To do
For this exercise, please reproduce the records below word for word, from the first line through the line with "fn setup() ->".

Dataset entries
[Start of Attachment]

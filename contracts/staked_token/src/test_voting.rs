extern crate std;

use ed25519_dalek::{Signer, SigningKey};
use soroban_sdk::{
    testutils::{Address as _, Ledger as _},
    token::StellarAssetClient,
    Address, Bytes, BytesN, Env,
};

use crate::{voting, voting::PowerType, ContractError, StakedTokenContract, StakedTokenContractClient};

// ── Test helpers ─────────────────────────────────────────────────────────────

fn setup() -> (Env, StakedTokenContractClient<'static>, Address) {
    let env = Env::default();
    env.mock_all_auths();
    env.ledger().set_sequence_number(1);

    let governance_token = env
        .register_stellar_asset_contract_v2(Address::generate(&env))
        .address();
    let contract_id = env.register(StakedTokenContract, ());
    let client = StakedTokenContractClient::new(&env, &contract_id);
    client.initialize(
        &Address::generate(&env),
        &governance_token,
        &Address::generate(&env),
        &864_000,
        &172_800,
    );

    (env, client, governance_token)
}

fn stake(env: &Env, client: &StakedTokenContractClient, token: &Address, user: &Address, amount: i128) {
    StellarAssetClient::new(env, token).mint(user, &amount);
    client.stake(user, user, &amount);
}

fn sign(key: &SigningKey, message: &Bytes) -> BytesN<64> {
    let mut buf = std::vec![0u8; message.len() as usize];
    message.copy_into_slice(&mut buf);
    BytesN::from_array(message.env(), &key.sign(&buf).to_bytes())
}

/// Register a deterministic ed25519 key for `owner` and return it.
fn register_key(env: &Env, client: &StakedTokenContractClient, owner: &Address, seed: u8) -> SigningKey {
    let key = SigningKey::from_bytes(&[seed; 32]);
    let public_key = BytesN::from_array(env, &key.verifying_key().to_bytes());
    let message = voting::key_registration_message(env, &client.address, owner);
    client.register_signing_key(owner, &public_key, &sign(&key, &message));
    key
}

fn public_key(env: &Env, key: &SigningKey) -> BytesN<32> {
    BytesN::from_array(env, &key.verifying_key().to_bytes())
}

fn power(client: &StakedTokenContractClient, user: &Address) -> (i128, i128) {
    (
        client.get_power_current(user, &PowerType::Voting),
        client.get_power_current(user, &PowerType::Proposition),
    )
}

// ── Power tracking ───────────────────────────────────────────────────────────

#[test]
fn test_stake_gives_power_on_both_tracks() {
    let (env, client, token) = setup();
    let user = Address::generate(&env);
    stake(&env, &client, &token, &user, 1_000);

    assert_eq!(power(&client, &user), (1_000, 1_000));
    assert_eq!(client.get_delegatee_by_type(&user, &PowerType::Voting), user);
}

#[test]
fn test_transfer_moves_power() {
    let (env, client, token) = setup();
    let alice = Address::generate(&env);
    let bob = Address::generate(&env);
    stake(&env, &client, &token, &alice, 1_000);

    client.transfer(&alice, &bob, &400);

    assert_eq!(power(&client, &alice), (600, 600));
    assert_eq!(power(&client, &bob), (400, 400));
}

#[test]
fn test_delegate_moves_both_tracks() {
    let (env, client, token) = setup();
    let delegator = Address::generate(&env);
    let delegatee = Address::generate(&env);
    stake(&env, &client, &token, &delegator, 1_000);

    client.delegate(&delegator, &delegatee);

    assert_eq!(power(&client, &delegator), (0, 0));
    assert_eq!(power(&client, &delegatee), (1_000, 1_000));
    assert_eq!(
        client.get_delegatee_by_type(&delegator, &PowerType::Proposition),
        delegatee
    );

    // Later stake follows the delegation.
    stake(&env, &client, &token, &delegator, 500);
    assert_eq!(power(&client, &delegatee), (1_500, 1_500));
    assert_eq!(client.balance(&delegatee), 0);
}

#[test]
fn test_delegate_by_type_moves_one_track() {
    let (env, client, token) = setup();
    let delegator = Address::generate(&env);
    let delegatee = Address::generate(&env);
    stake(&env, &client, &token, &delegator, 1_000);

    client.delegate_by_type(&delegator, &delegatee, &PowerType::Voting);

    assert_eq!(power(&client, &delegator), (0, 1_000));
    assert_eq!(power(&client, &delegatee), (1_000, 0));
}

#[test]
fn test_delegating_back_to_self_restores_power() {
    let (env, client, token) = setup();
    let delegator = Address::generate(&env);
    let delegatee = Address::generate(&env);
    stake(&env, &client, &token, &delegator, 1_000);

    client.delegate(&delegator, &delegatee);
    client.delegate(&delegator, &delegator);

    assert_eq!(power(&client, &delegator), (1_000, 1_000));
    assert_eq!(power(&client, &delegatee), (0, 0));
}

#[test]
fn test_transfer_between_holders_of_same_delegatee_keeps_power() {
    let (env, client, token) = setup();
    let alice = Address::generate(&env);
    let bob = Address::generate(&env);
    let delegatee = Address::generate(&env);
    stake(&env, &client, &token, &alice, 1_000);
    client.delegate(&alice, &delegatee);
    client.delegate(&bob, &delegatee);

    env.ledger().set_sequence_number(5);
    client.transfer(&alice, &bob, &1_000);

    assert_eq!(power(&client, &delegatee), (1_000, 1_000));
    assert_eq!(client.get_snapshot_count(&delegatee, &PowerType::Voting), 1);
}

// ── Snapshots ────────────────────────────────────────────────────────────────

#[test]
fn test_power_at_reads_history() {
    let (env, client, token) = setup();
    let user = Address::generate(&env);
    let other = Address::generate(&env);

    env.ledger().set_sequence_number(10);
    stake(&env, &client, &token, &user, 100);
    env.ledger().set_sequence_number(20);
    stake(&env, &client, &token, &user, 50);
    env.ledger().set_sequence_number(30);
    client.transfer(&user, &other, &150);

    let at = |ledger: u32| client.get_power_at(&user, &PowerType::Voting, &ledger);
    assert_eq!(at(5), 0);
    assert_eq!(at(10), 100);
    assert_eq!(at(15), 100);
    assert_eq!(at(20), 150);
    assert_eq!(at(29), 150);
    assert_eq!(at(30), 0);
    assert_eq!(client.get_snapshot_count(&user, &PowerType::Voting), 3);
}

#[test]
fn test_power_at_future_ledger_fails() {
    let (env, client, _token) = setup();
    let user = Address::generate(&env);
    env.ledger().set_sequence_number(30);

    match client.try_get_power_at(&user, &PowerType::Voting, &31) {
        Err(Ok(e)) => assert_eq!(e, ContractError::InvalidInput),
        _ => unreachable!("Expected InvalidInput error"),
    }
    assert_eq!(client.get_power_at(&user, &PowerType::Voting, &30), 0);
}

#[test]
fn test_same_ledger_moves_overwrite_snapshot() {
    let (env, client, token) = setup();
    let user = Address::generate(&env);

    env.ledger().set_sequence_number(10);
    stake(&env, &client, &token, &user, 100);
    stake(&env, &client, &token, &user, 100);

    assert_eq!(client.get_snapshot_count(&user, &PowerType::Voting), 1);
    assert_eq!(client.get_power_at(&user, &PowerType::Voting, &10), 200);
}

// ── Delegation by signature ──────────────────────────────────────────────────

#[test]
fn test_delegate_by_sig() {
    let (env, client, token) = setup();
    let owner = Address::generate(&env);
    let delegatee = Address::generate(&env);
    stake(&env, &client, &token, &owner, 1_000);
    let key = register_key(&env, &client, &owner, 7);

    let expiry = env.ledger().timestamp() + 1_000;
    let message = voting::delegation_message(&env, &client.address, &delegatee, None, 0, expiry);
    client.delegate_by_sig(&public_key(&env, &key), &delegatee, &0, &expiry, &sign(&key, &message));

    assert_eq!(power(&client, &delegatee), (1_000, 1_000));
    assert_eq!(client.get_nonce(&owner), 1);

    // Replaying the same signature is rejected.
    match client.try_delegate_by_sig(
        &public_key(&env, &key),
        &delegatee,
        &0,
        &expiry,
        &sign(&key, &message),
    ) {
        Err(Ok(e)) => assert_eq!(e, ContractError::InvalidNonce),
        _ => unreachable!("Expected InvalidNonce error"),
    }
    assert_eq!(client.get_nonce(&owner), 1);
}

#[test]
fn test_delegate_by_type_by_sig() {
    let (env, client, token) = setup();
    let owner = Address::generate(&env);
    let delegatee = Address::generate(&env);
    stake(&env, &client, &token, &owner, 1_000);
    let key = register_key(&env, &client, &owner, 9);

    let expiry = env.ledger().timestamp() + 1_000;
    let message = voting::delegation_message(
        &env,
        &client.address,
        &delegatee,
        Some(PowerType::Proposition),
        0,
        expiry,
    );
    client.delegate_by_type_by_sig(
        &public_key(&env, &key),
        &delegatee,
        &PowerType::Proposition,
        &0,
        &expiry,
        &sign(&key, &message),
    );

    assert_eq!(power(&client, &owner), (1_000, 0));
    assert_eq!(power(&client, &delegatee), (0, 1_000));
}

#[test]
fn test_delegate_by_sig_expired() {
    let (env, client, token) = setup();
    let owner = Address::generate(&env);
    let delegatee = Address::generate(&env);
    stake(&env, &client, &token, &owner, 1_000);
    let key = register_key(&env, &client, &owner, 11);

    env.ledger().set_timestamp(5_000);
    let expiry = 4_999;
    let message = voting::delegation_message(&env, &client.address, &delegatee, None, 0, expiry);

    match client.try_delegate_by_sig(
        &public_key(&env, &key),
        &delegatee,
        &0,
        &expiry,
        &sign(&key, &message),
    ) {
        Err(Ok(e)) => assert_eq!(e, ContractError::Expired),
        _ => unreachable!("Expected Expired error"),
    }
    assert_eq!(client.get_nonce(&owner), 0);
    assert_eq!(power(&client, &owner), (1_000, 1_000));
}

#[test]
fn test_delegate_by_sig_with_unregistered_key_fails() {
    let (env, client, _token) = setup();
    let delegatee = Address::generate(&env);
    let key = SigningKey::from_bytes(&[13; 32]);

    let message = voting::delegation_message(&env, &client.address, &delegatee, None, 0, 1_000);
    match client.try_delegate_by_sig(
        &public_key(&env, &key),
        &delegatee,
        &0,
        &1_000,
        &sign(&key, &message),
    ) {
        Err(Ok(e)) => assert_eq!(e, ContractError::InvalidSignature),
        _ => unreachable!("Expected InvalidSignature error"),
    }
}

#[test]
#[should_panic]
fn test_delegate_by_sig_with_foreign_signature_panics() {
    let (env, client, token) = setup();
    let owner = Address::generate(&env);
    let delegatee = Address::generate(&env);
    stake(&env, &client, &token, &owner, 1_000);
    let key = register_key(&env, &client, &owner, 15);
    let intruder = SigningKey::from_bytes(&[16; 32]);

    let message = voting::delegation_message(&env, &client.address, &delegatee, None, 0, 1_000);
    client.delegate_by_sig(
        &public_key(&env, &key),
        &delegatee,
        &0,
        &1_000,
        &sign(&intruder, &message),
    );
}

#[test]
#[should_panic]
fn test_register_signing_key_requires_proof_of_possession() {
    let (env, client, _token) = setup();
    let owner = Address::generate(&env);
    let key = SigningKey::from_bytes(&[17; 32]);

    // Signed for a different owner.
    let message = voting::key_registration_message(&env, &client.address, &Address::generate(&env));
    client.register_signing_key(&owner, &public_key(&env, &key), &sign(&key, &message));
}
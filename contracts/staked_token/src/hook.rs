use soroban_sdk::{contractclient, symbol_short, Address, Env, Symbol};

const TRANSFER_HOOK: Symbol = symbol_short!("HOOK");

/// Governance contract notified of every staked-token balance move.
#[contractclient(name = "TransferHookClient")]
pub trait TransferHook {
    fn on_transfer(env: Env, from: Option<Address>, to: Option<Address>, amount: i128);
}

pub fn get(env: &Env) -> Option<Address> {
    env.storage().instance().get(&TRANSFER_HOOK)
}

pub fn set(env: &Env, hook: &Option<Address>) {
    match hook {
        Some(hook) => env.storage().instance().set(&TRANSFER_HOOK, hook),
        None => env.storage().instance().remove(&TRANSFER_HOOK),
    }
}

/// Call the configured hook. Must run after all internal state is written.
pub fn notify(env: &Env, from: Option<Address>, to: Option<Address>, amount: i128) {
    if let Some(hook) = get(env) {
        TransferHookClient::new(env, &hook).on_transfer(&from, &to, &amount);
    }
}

[End of Attachment]

Finished task
filename contracts/staked_token/src/test_voting.rs
extern crate std;

use ed25519_dalek::{Signer, SigningKey};
use soroban_sdk::{
    testutils::{Address as _, Ledger as _},
    token::StellarAssetClient,
    Address, Bytes, BytesN, Env,
};

use crate::{voting, voting::PowerType, ContractError, StakedTokenContract, StakedTokenContractClient};

// ── Test helpers ─────────────────────────────────────────────────────────────

fn setup() -> (Env, StakedTokenContractClient<'static>, Address) {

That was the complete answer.